***** DATA SUPPLIED *****
/// Error taxonomy for galaxy generation and export.
use thiserror::Error;

#[derive(Debug, Error)]
pub enum GalaxyError {
    /// A config field holds a value the generator cannot honour.
    /// Raised before any allocation; nothing is generated.
    #[error("invalid config: {field} {reason}")]
    InvalidConfig { field: &'static str, reason: String },

    #[error("{count} points exceed the export capacity of {max}")]
    TooManyPoints { count: usize, max: usize },

    #[error("invalid colour '{0}', expected #rrggbb")]
    InvalidColour(String),

    #[error(transparent)]
    Io(#[from] std::io::Error),

    #[error(transparent)]
    Json(#[from] serde_json::Error),

    #[error(transparent)]
    Dds(#[from] ddsfile::Error),
}

impl GalaxyError {
    pub(crate) fn invalid(field: &'static str, reason: impl Into<String>) -> Self {
        Self::InvalidConfig {
            field,
            reason: reason.into(),
        }
    }

    /// True for errors the caller should surface as a rejected edit.
    pub fn is_invalid_config(&self) -> bool {
        matches!(self, Self::InvalidConfig { .. })
    }
}

pub type Result<T> = std::result::Result<T, GalaxyError>;
mod engine;
mod rpc;

use engine::core::app_setup::create_app;

fn main() {
    let mut app = create_app();

    #[cfg(target_arch = "wasm32")]
    {
        wasm_bindgen_futures::spawn_local(async move {
            app.run();
        });
    }

    #[cfg(not(target_arch = "wasm32"))]
    {
        app.run();
    }
}
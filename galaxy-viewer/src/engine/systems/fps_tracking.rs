use crate::rpc::web_rpc::WebRpcInterface;
use bevy::diagnostic::{DiagnosticsStore, FrameTimeDiagnosticsPlugin};
use bevy::prelude::*;
use constants::render_settings::FPS_NOTIFICATION_INTERVAL;

#[cfg(not(target_arch = "wasm32"))]
use crate::engine::core::app_state::FpsText;
#[cfg(not(target_arch = "wasm32"))]
use crate::engine::galaxy::regenerate::CurrentGalaxy;

/// Smoothed frame rate, if the diagnostic has samples yet.
pub fn smoothed_fps(diagnostics: &DiagnosticsStore) -> Option<f64> {
    diagnostics
        .get(&FrameTimeDiagnosticsPlugin::FPS)
        .and_then(|fps| fps.smoothed())
}

pub fn fps_notification_system(
    mut rpc_interface: ResMut<WebRpcInterface>,
    diagnostics: Res<DiagnosticsStore>,
    mut last_send_time: Local<f32>,
    time: Res<Time>,
) {
    let current_time = time.elapsed_secs();

    if current_time - *last_send_time >= FPS_NOTIFICATION_INTERVAL {
        if let Some(value) = smoothed_fps(&diagnostics) {
            rpc_interface.send_notification(
                "fps_update",
                serde_json::json!({
                    "fps": value as f32
                }),
            );
            *last_send_time = current_time;
        }
    }
}

#[cfg(not(target_arch = "wasm32"))]
pub fn fps_text_update_system(
    diagnostics: Res<DiagnosticsStore>,
    current: Res<CurrentGalaxy>,
    mut query: Query<&mut Text, With<FpsText>>,
) {
    let Some(value) = smoothed_fps(&diagnostics) else {
        return;
    };
    for mut text in &mut query {
        text.0 = format!("FPS: {value:.1} | {} points", current.point_count());
    }
}
/// Generated point positions with optional per-point colours.
use crate::bounds::PointCloudBounds;
use rayon::prelude::*;

/// Points per chunk when reducing bounds in parallel
const BOUNDS_CHUNK_SIZE: usize = 25_000;

/// Output of one generation call. Immutable once produced; regeneration
/// builds a fresh set rather than editing this one.
#[derive(Debug, Clone, Default, PartialEq)]
pub struct PointSet {
    positions: Vec<[f32; 3]>,
    colours: Option<Vec<[f32; 3]>>,
}

impl PointSet {
    /// Empty set, with an empty colour buffer when colours are requested.
    pub fn empty(with_colours: bool) -> Self {
        Self {
            positions: Vec::new(),
            colours: with_colours.then(Vec::new),
        }
    }

    /// Build from parallel buffers. Colours must match positions one to one.
    pub(crate) fn from_parts(positions: Vec<[f32; 3]>, colours: Option<Vec<[f32; 3]>>) -> Self {
        debug_assert!(
            colours.as_ref().is_none_or(|c| c.len() == positions.len()),
            "colour buffer length must match positions"
        );
        Self { positions, colours }
    }

    pub fn positions(&self) -> &[[f32; 3]] {
        &self.positions
    }

    pub fn colours(&self) -> Option<&[[f32; 3]]> {
        self.colours.as_deref()
    }

    pub fn len(&self) -> usize {
        self.positions.len()
    }

    pub fn is_empty(&self) -> bool {
        self.positions.is_empty()
    }

    pub fn has_colours(&self) -> bool {
        self.colours.is_some()
    }

    /// Positions as a flat `x, y, z, x, y, z, ...` buffer.
    pub fn flat_positions(&self) -> Vec<f32> {
        self.positions.iter().flatten().copied().collect()
    }

    /// Colours as a flat `r, g, b, ...` buffer.
    pub fn flat_colours(&self) -> Option<Vec<f32>> {
        self.colours
            .as_ref()
            .map(|colours| colours.iter().flatten().copied().collect())
    }

    /// Consume into the raw buffers.
    pub fn into_parts(self) -> (Vec<[f32; 3]>, Option<Vec<[f32; 3]>>) {
        (self.positions, self.colours)
    }

    /// Bounds over all positions, reduced in parallel chunks.
    pub fn bounds(&self) -> PointCloudBounds {
        self.positions
            .par_chunks(BOUNDS_CHUNK_SIZE)
            .map(|chunk| {
                let mut local_bounds = PointCloudBounds::new();
                for [x, y, z] in chunk {
                    local_bounds.update(*x as f64, *y as f64, *z as f64);
                }
                local_bounds
            })
            .reduce_with(PointCloudBounds::merge)
            .unwrap_or_default()
    }
}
*****
Reply with the number of lines in the entries that hold the word "flatten", and add no other words.

### OUTPUT OF THE TASK
2